We most commonly found morels, chantarelles, and porcini mushrooms when we foraged with Papou, but I always liked the simplicity of white button and cremini mushrooms – as a child they seemed exotic to me, because they were popular in American cuisine… in hindsight, I realize how lucky I was to be exposed to such deliciously unique mushrooms at an early age.
As a chef, what’s so extraordinary about mushrooms is the unbelievable variety in shapes, textures, and flavors that can be experienced and elicited to create rich, deep, savory flavors full of umami (the fifth taste), thanks to the presence of a specific amino acid known as glutamate, which is also found in other savory foods like meat, fish, cheese, and others.
Depending on the variety used, and the way they are prepared, mushrooms have a mutable ability to both showcase their own unique flavor profile, as well as marry with the ingredients with which they are paired. Additionally, not all mushrooms are created equal – while the caps are usually the prime edible structure of the fungus, depending on the type, some mushrooms can be consumed in full, stems and all; for others, the stem is too fibrous and woody, and should be used solely for stocks, or sometimes not at all.
Fun with Fungi
Here’s a list of the most popular and accessible mushroom varieties with their qualities and potential applications:
- White Button: perhaps the most ubiquitous and most easily accessible mushrooms, they are mild in flavor with a light earthy essence; the stems are soft and consumable.
Cremini: the second most popular and accessible variety, these are the same species as White Buttons, but more mature, with a deeper – yet still mild – earthy flavor. Often referred to as ‘baby bellos’, the are great for building sauces and stocks, with soft, edible stems.

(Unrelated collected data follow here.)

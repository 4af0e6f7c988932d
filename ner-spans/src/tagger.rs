//! # Esquema de Tags BIO e Interface do Tagger
//!
//! Define o conjunto **fechado** de rótulos BIO produzido pelo modelo de
//! token classification e a interface pela qual o modelo (uma caixa-preta)
//! é injetado no núcleo.
//!
//! ## Categorias de Entidades
//!
//! | Prefixo | Nome exibido   | Cor (CSS)              |
//! |---------|----------------|------------------------|
//! | PER     | Person         | lightgreen             |
//! | ORG     | Organization   | lightblue              |
//! | LOC     | Location       | lightcoral             |
//! | MISC    | Miscellaneous  | lightgoldenrodyellow   |
//! | O       | (fora)         | white (padrão neutro)  |
//!
//! ## Esquema BIO
//!
//! - `B-TAG`: Begin, primeiro token de uma entidade
//! - `I-TAG`: Inside, tokens subsequentes da mesma entidade
//! - `O`: Outside, não é parte de nenhuma entidade

use std::fmt;
use std::str::FromStr;

use serde::{Deserialize, Serialize};

use crate::error::{NerError, Result};
use crate::token::Token;

/// Categorias de entidade do modelo (esquema CoNLL-2003).
#[derive(Debug, Clone, Copy, PartialEq, Eq, Hash, Serialize, Deserialize)]
#[serde(rename_all = "UPPERCASE")]
pub enum EntityCategory {
    /// **Pessoa**. Ex: "Angela Merkel".
    Per,
    /// **Organização**. Ex: "Google", "United Nations".
    Org,
    /// **Localização**. Ex: "Washington", "Paris".
    Loc,
    /// **Miscelânea**: eventos, nacionalidades, obras. Ex: "World Cup", "French".
    Misc,
}

impl EntityCategory {
    /// Nome curto da categoria (sufixo do rótulo BIO)
    pub fn name(&self) -> &'static str {
        match self {
            EntityCategory::Per => "PER",
            EntityCategory::Org => "ORG",
            EntityCategory::Loc => "LOC",
            EntityCategory::Misc => "MISC",
        }
    }

    /// Nome legível exibido na legenda
    pub fn display_name(&self) -> &'static str {
        match self {
            EntityCategory::Per => "Person",
            EntityCategory::Org => "Organization",
            EntityCategory::Loc => "Location",
            EntityCategory::Misc => "Miscellaneous",
        }
    }

    /// Cor CSS de fundo para o highlight
    pub fn color(&self) -> &'static str {
        match self {
            EntityCategory::Per => "lightgreen",
            EntityCategory::Org => "lightblue",
            EntityCategory::Loc => "lightcoral",
            EntityCategory::Misc => "lightgoldenrodyellow",
        }
    }

    /// Tenta parsear a partir do nome curto (ex: "PER" → Some(Per))
    pub fn from_name(s: &str) -> Option<Self> {
        match s {
            "PER" => Some(EntityCategory::Per),
            "ORG" => Some(EntityCategory::Org),
            "LOC" => Some(EntityCategory::Loc),
            "MISC" => Some(EntityCategory::Misc),
            _ => None,
        }
    }
}

/// Tag BIO atribuída a um token sub-palavra.
///
/// Serializa como o rótulo textual (`"B-PER"`, `"O"`), que é o formato
/// emitido pelo pipeline de token classification.
#[derive(Debug, Clone, Copy, PartialEq, Eq, Hash, Serialize, Deserialize)]
#[serde(try_from = "String", into = "String")]
pub enum Tag {
    /// **Begin**: início de uma entidade. Ex: **New** (B-LOC) York.
    Begin(EntityCategory),
    /// **Inside**: continuação de uma entidade. Ex: New **York** (I-LOC).
    Inside(EntityCategory),
    /// **Outside**: fora de qualquer entidade.
    Outside,
}

impl Tag {
    /// Representação textual da tag (ex: "B-PER", "I-ORG", "O")
    pub fn label(&self) -> String {
        match self {
            Tag::Begin(cat) => format!("B-{}", cat.name()),
            Tag::Inside(cat) => format!("I-{}", cat.name()),
            Tag::Outside => "O".to_string(),
        }
    }

    /// Índice da tag na camada de saída do modelo (`id2label`).
    pub fn index(&self) -> usize {
        match self {
            Tag::Outside => 0,
            Tag::Begin(EntityCategory::Per) => 1,
            Tag::Inside(EntityCategory::Per) => 2,
            Tag::Begin(EntityCategory::Org) => 3,
            Tag::Inside(EntityCategory::Org) => 4,
            Tag::Begin(EntityCategory::Loc) => 5,
            Tag::Inside(EntityCategory::Loc) => 6,
            Tag::Begin(EntityCategory::Misc) => 7,
            Tag::Inside(EntityCategory::Misc) => 8,
        }
    }

    /// Número total de tags possíveis
    pub const COUNT: usize = 9;

    /// Todas as tags na ordem de `id2label`
    pub fn all() -> [Tag; 9] {
        [
            Tag::Outside,
            Tag::Begin(EntityCategory::Per),
            Tag::Inside(EntityCategory::Per),
            Tag::Begin(EntityCategory::Org),
            Tag::Inside(EntityCategory::Org),
            Tag::Begin(EntityCategory::Loc),
            Tag::Inside(EntityCategory::Loc),
            Tag::Begin(EntityCategory::Misc),
            Tag::Inside(EntityCategory::Misc),
        ]
    }

    /// Tag correspondente a um índice de `id2label`
    pub fn from_index(index: usize) -> Option<Self> {
        Tag::all().get(index).copied()
    }

    /// Retorna a categoria desta tag (se for B- ou I-)
    pub fn category(&self) -> Option<EntityCategory> {
        match self {
            Tag::Begin(c) | Tag::Inside(c) => Some(*c),
            Tag::Outside => None,
        }
    }

    pub fn is_entity(&self) -> bool {
        !matches!(self, Tag::Outside)
    }

    /// Verifica se a transição tag_prev → self é válida no esquema BIO
    ///
    /// Regras:
    /// - `I-X` só pode seguir `B-X` ou `I-X` (mesma categoria)
    /// - `B-X` pode seguir qualquer tag
    /// - `O` pode seguir qualquer tag
    pub fn is_valid_transition(prev: &Tag, next: &Tag) -> bool {
        match next {
            Tag::Inside(cat) => match prev {
                Tag::Begin(prev_cat) | Tag::Inside(prev_cat) => prev_cat == cat,
                _ => false,
            },
            _ => true,
        }
    }

    /// Parseia uma tag a partir do rótulo do modelo.
    ///
    /// Aceita a forma BIO (`"B-PER"`) e a forma crua `"LABEL_n"` que o
    /// pipeline emite quando o `id2label` do modelo não foi configurado.
    pub fn from_label(s: &str) -> Result<Self> {
        if s == "O" {
            return Ok(Tag::Outside);
        }
        if let Some(raw) = s.strip_prefix("LABEL_") {
            return raw
                .parse::<usize>()
                .ok()
                .and_then(Tag::from_index)
                .ok_or_else(|| NerError::UnknownLabel(s.to_string()));
        }
        let (prefix, name) = s
            .split_once('-')
            .ok_or_else(|| NerError::UnknownLabel(s.to_string()))?;
        let cat = EntityCategory::from_name(name)
            .ok_or_else(|| NerError::UnknownLabel(s.to_string()))?;
        match prefix {
            "B" => Ok(Tag::Begin(cat)),
            "I" => Ok(Tag::Inside(cat)),
            _ => Err(NerError::UnknownLabel(s.to_string())),
        }
    }
}

impl fmt::Display for Tag {
    fn fmt(&self, f: &mut fmt::Formatter<'_>) -> fmt::Result {
        write!(f, "{}", self.label())
    }
}

impl FromStr for Tag {
    type Err = NerError;

    fn from_str(s: &str) -> Result<Self> {
        Tag::from_label(s)
    }
}

impl TryFrom<String> for Tag {
    type Error = NerError;

    fn try_from(s: String) -> Result<Self> {
        Tag::from_label(&s)
    }
}

impl From<Tag> for String {
    fn from(tag: Tag) -> Self {
        tag.label()
    }
}

/// O modelo de token classification, visto pelo núcleo como uma função
/// `texto → tokens sub-palavra rotulados`.
///
/// O núcleo não conhece nada do modelo: recebe o tagger por injeção. Qualquer
/// closure `Fn(&str) -> Result<Vec<Token>>` já é um `Tagger`, o que permite
/// testar a reconstrução com um tagger falso montado à mão.
///
/// Contrato: tokens em ordem esquerda → direita, com offsets de byte válidos
/// em `text`.
pub trait Tagger {
    fn tag(&self, text: &str) -> Result<Vec<Token>>;
}

impl<F> Tagger for F
where
    F: Fn(&str) -> Result<Vec<Token>>,
{
    fn tag(&self, text: &str) -> Result<Vec<Token>> {
        self(text)
    }
}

- Portobello: known for their versatility as a ‘meat substitute’, these are the most mature variety of the same species as White Button and Cremini mushrooms. Portobellos have a very earthy, hearty flavor, that pairs well with almost any flavor profile.
- Morel: cone-like in shape, and spongey in texture, morels are a culinary treasure. A truly savory flavor profile, Morel mushrooms are both delicious and nutritious.
- Oyster: named for a beautiful gift from the sea, Oyster mushrooms have a delicate, briny flavor to them, reminiscent of seafood when cooked. They come in different ‘colors’ such as pink and yellow, all with their own flavor profiles – truly a unique variety!
- Porcini: due to the difficulty in finding fresh porcinis, many culinarians often use the dried version of these succulent mushrooms to infuse an intense, umami flavor full of woodsy aromatics into many dishes.
Shiitake: whether fresh or dried, these mushrooms have a depthy umami flavor, with a hint of aromatic smokiness, making them a great addition and/or complement to any dish. The stems are very fibrous and woody, which make them ideal for sauce building and stocks, but not for consumption.
- Chanterelle: much like their name, these golden mushrooms are beautiful and delicate, with a slight ‘apricot’-esque essence. Firm in nature, these are a fantastic addition to dishes where their beautiful color and flavor can shine.
This is just a sliver of mushrooms widely available in the market – there are hundreds of other varieties such as Lion’s Mane (which I cooked at Dirfis Mushrooms in Evia, Greece for The Life of Loi), Hen of the Woods, Enoki, Beech, King Trumpet, Lobster, King Oyster, Black Trumpet, Hedgehog, and countless others that are all edible and accessible, depending on where you’re foraging or shopping, and all of them with their own unique flavors, textures, and characteristics.
So remember to always make room for mush-rooms – after all, who doesn’t love a fungi in the kitchen?! Kalí órexi! Enjoy your meal!